The Communist Party of Canada fielded several candidates in the 1988 federal election, none of whom were elected. Information about these candidates may be found on this page.

==Quebec==
===Papineau—Saint-Michel: Line Chabot===
Line Chabot was a Communist Party candidate in two federal elections and one provincial election. She described herself as a bookseller in 1984.

Electoral record
| Election | Division | Party | Votes | % | Place | Winner |
|---|---|---|---|---|---|---|
| 1984 federal | Saint-Michel—Ahuntsic | Communist | 190 | 0.47 | 5/7 | Thérèse Killens, Liberal |
| 1985 provincial | Dorion | Communist | 76 | 0.31 | 7/11 | Violette Trépanier, Liberal |
| 1988 federal | Papineau—Saint-Michel | Communist | 235 | 0.60 | 6/9 | André Ouellet, Liberal |

==Ontario==
===Geoffrey Da Silva (Eglinton—Lawrence)===

Da Silva received 208 votes (0.52%), finishing fifth against Liberal candidate Joe Volpe. He later became a cabinet minister in Guyana.

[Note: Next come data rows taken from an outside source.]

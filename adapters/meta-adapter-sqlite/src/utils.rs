//! Shared utilities for SQLite adapter
//!
//! Error mapping helpers used across all domain modules.

use cerebrate_types::prelude::*;
use sqlx::sqlite::SqliteRow;

/// Log database error for debugging
pub(crate) fn inspect(err: &sqlx::Error) {
	warn!("DB: {:#?}", err);
}

/// Translate a write error, reporting unique constraint violations as conflicts
pub(crate) fn map_write_err(err: sqlx::Error, what: &str) -> Error {
	match &err {
		sqlx::Error::Database(db_err) if db_err.is_unique_violation() => {
			Error::Conflict(format!("{} already exists", what))
		}
		_ => {
			inspect(&err);
			Error::DbError
		}
	}
}

/// Map a single-row query result, translating SQL errors to ClResult
pub(crate) fn map_res<T, F>(row: Result<SqliteRow, sqlx::Error>, f: F) -> ClResult<T>
where
	F: FnOnce(SqliteRow) -> Result<T, sqlx::Error>,
{
	match row {
		Ok(row) => f(row).inspect_err(inspect).map_err(|_| Error::DbError),
		Err(sqlx::Error::RowNotFound) => Err(Error::NotFound),
		Err(err) => {
			inspect(&err);
			Err(Error::DbError)
		}
	}
}

/// Collect an iterator of query results, translating errors
pub(crate) fn collect_res<T>(
	iter: impl Iterator<Item = Result<T, sqlx::Error>> + Unpin,
) -> ClResult<Vec<T>> {
	let mut items = Vec::new();
	for item in iter {
		items.push(item.inspect_err(inspect).map_err(|_| Error::DbError)?);
	}
	Ok(items)
}

/// Decode error for values the schema allows but the domain does not
pub(crate) fn decode_err(msg: String) -> sqlx::Error {
	sqlx::Error::Decode(msg.into())
}

// vim: ts=4
//! Synchronisation/DataExchange: a peer instance asks to exchange a record

use async_trait::async_trait;
use std::sync::Arc;

use cerebrate_core::request::PeerClient;
use cerebrate_types::directory::User;
use cerebrate_types::error::FieldErrors;
use cerebrate_types::inbox_adapter::InboxEntry;

use crate::prelude::*;
use crate::processor::{ActionResult, InboxRequest, RequestProcessor, Submitter};
use crate::store::{InboxStore, NewInboxEntry};

pub const SCOPE: &str = "Synchronisation";
pub const ACTION: &str = "DataExchange";

/// Path on the peer that is told about an accepted exchange
pub const ACCEPTED_ENDPOINT: &str = "/inbox/dataExchangeAccepted";

pub struct DataExchangeProcessor {
	peer: Arc<dyn PeerClient>,
}

impl DataExchangeProcessor {
	pub fn new(peer: Arc<dyn PeerClient>) -> Self {
		Self { peer }
	}
}

/// Display name of the record carried in the payload
fn record_name(data: &serde_json::Value) -> &str {
	["recordName", "name", "uuid"]
		.iter()
		.find_map(|field| data.get(*field).and_then(|v| v.as_str()))
		.unwrap_or("unnamed")
}

#[async_trait]
impl RequestProcessor for DataExchangeProcessor {
	fn scope(&self) -> &'static str {
		SCOPE
	}

	fn action(&self) -> &'static str {
		ACTION
	}

	fn description(&self) -> &'static str {
		"Handle exchange of data between two cerebrate instances"
	}

	async fn validate(
		&self,
		store: &InboxStore,
		submitter: &Submitter,
		request: &InboxRequest,
	) -> ClResult<()> {
		let Some(user) = &submitter.user else {
			return Err(Error::Unauthorized);
		};
		let mut errors = FieldErrors::new();

		if request.data_str("cerebrateURL").is_none_or(|u| u.trim().is_empty()) {
			errors
				.entry("cerebrateURL".into())
				.or_default()
				.push("The field `cerebrateURL` is required".into());
		}

		if !request.origin.trim().is_empty() {
			let problems = store
				.check_user_belongs_to_brood_owner_org(user, &request.origin, &request.data)
				.await?;
			if !problems.is_empty() {
				errors
					.entry("origin".into())
					.or_default()
					.extend(problems.into_iter().map(Box::from));
			}
		}

		if errors.is_empty() {
			Ok(())
		} else {
			warn!("Rejected data exchange request from {}: {:?}", request.origin, errors);
			Err(Error::FieldValidation(errors))
		}
	}

	async fn build_entry(
		&self,
		_store: &InboxStore,
		_submitter: &Submitter,
		request: InboxRequest,
	) -> ClResult<NewInboxEntry> {
		let title = format!("Data exchange requested for record `{}`", record_name(&request.data));
		Ok(NewInboxEntry {
			scope: SCOPE.into(),
			action: ACTION.into(),
			title: title.into(),
			origin: request.origin,
			comment: request.comment,
			data: request.data,
			severity: request.severity.unwrap_or_default(),
			user_id: request.user_id,
		})
	}

	async fn accept(
		&self,
		store: &InboxStore,
		actor: &User,
		entry: &InboxEntry,
		input: &serde_json::Value,
	) -> ClResult<ActionResult> {
		let name = record_name(&entry.data);
		let failure = ActionResult::failure(format!("Could not exchange record `{}`.", name));

		let Some(brood) = store.find_origin_brood(&entry.origin).await? else {
			warn!("Data exchange {} refers to unknown brood {}", entry.id, entry.origin);
			return Ok(failure);
		};

		let url = format!("{}{}", brood.url.trim_end_matches('/'), ACCEPTED_ENDPOINT);
		let body = serde_json::json!({
			"id": entry.id,
			"data": entry.data,
			"acceptedBy": actor.username,
			"comment": input.get("comment"),
		});

		match self.peer.post_json(&url, &body).await {
			Ok(res) if res.is_success() => {
				info!("Record `{}` exchanged with {}", name, brood.name);
				Ok(ActionResult::success(format!("Record `{}` exchanged", name), res.body))
			}
			Ok(res) => {
				warn!("Brood {} refused data exchange {}: HTTP {}", brood.name, entry.id, res.status);
				match res.message() {
					Some(msg) => Ok(ActionResult::failure(format!("{} {}", failure.message, msg))),
					None => Ok(failure),
				}
			}
			// peer unreachable: leave the entry open for another attempt
			Err(Error::Timeout | Error::NetworkError(_)) => Ok(failure),
			Err(err) => Err(err),
		}
	}
}

#[cfg(test)]
mod tests {
	use super::*;

	#[test]
	fn test_record_name() {
		assert_eq!(record_name(&serde_json::json!({ "recordName": "Org A", "name": "x" })), "Org A");
		assert_eq!(record_name(&serde_json::json!({ "name": "x" })), "x");
		assert_eq!(record_name(&serde_json::json!({})), "unnamed");
	}
}

// vim: ts=4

===Mike Phillips (Sudbury)===

Mike Phillips was a perennial candidate for the Communist Party at the federal and provincial levels. He was a 24-year-old electrician during his first campaign, and later worked as a labour reporter for the Canadian Tribune.

Electoral record
| Election | Division | Party | Votes | % | Place | Winner |
|---|---|---|---|---|---|---|
| 1974 federal | Davenport | Communist | 123 |  | 4/6 | Charles Caccia, Liberal |
| 1975 provincial | York South | Communist | 609 |  | 4/4 | Donald C. MacDonald, New Democratic Party |
| 1977 provincial | York South | Communist | 526 |  | 4/5 | Donald C. MacDonald, New Democratic Party |
| 1980 federal | York South—Weston | Communist | 99 |  | 5/6 | Ursula Appolloni, Liberal |
| 1981 provincial | York South | Communist | 472 |  | 4/4 | Donald C. MacDonald, New Democratic Party |
| 1984 federal | York South—Weston | Communist | 174 |  | 6/6 | John Nunziata, Liberal |
| 1988 federal | Sudbury | Communist | 102 | 0.24 | 5/5 | Diane Marleau, Liberal |

===John (Jack) C. Sweet (York West)===

Sweet was a toolmaker, administrator and IBM clerk in private life, and was a perennial candidate for federal, provincial and municipal office in North York. He joined the Communist Party at age eighteen and was a member for more than fifty years, working for a time in the organization's Toronto headquarters.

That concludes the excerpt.